| THE TASK |
Set down every record below exactly as written.

(DATASET)

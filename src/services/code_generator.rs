//! Candidate code supply
//!
//! Generators make no uniqueness promise; `LinkService` checks every
//! candidate against the store and retries a bounded number of times.

use crate::utils::{MAX_CODE_LENGTH, generate_random_code};

pub trait CodeGenerator: Send + Sync {
    fn next_code(&self) -> String;
}

/// Uniform random codes over `[A-Za-z0-9]`.
#[derive(Debug, Clone, Copy)]
pub struct RandomCodeGenerator {
    length: usize,
}

impl RandomCodeGenerator {
    pub const DEFAULT_LENGTH: usize = 6;

    /// `length` is clamped to 1..=32.
    pub fn new(length: usize) -> Self {
        Self {
            length: length.clamp(1, MAX_CODE_LENGTH),
        }
    }

    pub fn length(&self) -> usize {
        self.length
    }
}

impl Default for RandomCodeGenerator {
    fn default() -> Self {
        Self::new(Self::DEFAULT_LENGTH)
    }
}

impl CodeGenerator for RandomCodeGenerator {
    fn next_code(&self) -> String {
        generate_random_code(self.length)
    }
}
//! URL 验证模块
//!
//! Targets must parse as absolute URLs; script-capable schemes are refused
//! because a redirect to them executes in the visitor's browser.

use url::Url;

/// URL 验证错误
#[derive(Debug, PartialEq, Eq)]
pub enum UrlValidationError {
    EmptyUrl,
    DangerousProtocol(String),
    InvalidFormat(String),
}

impl std::fmt::Display for UrlValidationError {
    fn fmt(&self, f: &mut std::fmt::Formatter<'_>) -> std::fmt::Result {
        match self {
            Self::EmptyUrl => write!(f, "URL cannot be empty"),
            Self::DangerousProtocol(proto) => {
                write!(f, "Dangerous protocol blocked: {}", proto)
            }
            Self::InvalidFormat(msg) => write!(f, "Invalid URL format: {}", msg),
        }
    }
}

impl std::error::Error for UrlValidationError {}

/// 危险协议列表
const DANGEROUS_SCHEMES: &[&str] = &["javascript", "data", "vbscript", "blob"];

/// Validate a redirect target and return its normalized form.
///
/// The normalized string is what gets stored: the parser drops tabs and
/// newlines and percent-encodes other control characters, so the result is
/// always safe for a `Location` header.
pub fn validate_url(url: &str) -> Result<String, UrlValidationError> {
    let url = url.trim();

    if url.is_empty() {
        return Err(UrlValidationError::EmptyUrl);
    }

    let parsed = Url::parse(url).map_err(|e| UrlValidationError::InvalidFormat(e.to_string()))?;

    if DANGEROUS_SCHEMES.contains(&parsed.scheme()) {
        return Err(UrlValidationError::DangerousProtocol(format!(
            "{}:",
            parsed.scheme()
        )));
    }

    Ok(parsed.into())
}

(End DATASET)

| RESPONSE AREA |
filename src/services/code_generator.rs
//! Candidate code supply
//!
//! Generators make no uniqueness promise; `LinkService` checks every
//! candidate against the store and retries a bounded number of times.

use crate::utils::{MAX_CODE_LENGTH, generate_random_code};

pub trait CodeGenerator: Send + Sync {
    fn next_code(&self) -> String;
}

/// Uniform random codes over `[A-Za-z0-9]`.
#[derive(Debug, Clone, Copy)]
pub struct RandomCodeGenerator {
    length: usize,
}

impl RandomCodeGenerator {
    pub const DEFAULT_LENGTH: usize = 6;

    /// `length` is clamped to 1..=32.
    pub fn new(length: usize) -> Self {
        Self {
            length: length.clamp(1, MAX_CODE_LENGTH),
        }
    }

    pub fn length(&self) -> usize {
        self.length
    }
}

impl Default for RandomCodeGenerator {
    fn default() -> Self {
        Self::new(Self::DEFAULT_LENGTH)
    }
}

impl CodeGenerator for RandomCodeGenerator {
    fn next_code(&self) -> String {
        generate_random_code(self.length)
    }
}
//! URL 验证模块
//!
//! Targets must parse as absolute URLs; script-capable schemes are refused
//! because a redirect to them executes in the visitor's browser.

use url::Url;

/// URL 验证错误
#[derive(Debug, PartialEq, Eq)]
pub enum UrlValidationError {
    EmptyUrl,
    DangerousProtocol(String),
    InvalidFormat(String),
}

impl std::fmt::Display for UrlValidationError {
    fn fmt(&self, f: &mut std::fmt::Formatter<'_>) -> std::fmt::Result {
        match self {
            Self::EmptyUrl => write!(f, "URL cannot be empty"),
            Self::DangerousProtocol(proto) => {
                write!(f, "Dangerous protocol blocked: {}", proto)
            }
            Self::InvalidFormat(msg) => write!(f, "Invalid URL format: {}", msg),
        }
    }
}

impl std::error::Error for UrlValidationError {}

/// 危险协议列表
const DANGEROUS_SCHEMES: &[&str] = &["javascript", "data", "vbscript", "blob"];

/// Validate a redirect target and return its normalized form.
///
/// The normalized string is what gets stored: the parser drops tabs and
/// newlines and percent-encodes other control characters, so the result is
/// always safe for a `Location` header.
pub fn validate_url(url: &str) -> Result<String, UrlValidationError> {
    let url = url.trim();

    if url.is_empty() {
        return Err(UrlValidationError::EmptyUrl);
    }

    let parsed = Url::parse(url).map_err(|e| UrlValidationError::InvalidFormat(e.to_string()))?;

    if DANGEROUS_SCHEMES.contains(&parsed.scheme()) {
        return Err(UrlValidationError::DangerousProtocol(format!(
            "{}:",
            parsed.scheme()
        )));
    }

    Ok(parsed.into())
}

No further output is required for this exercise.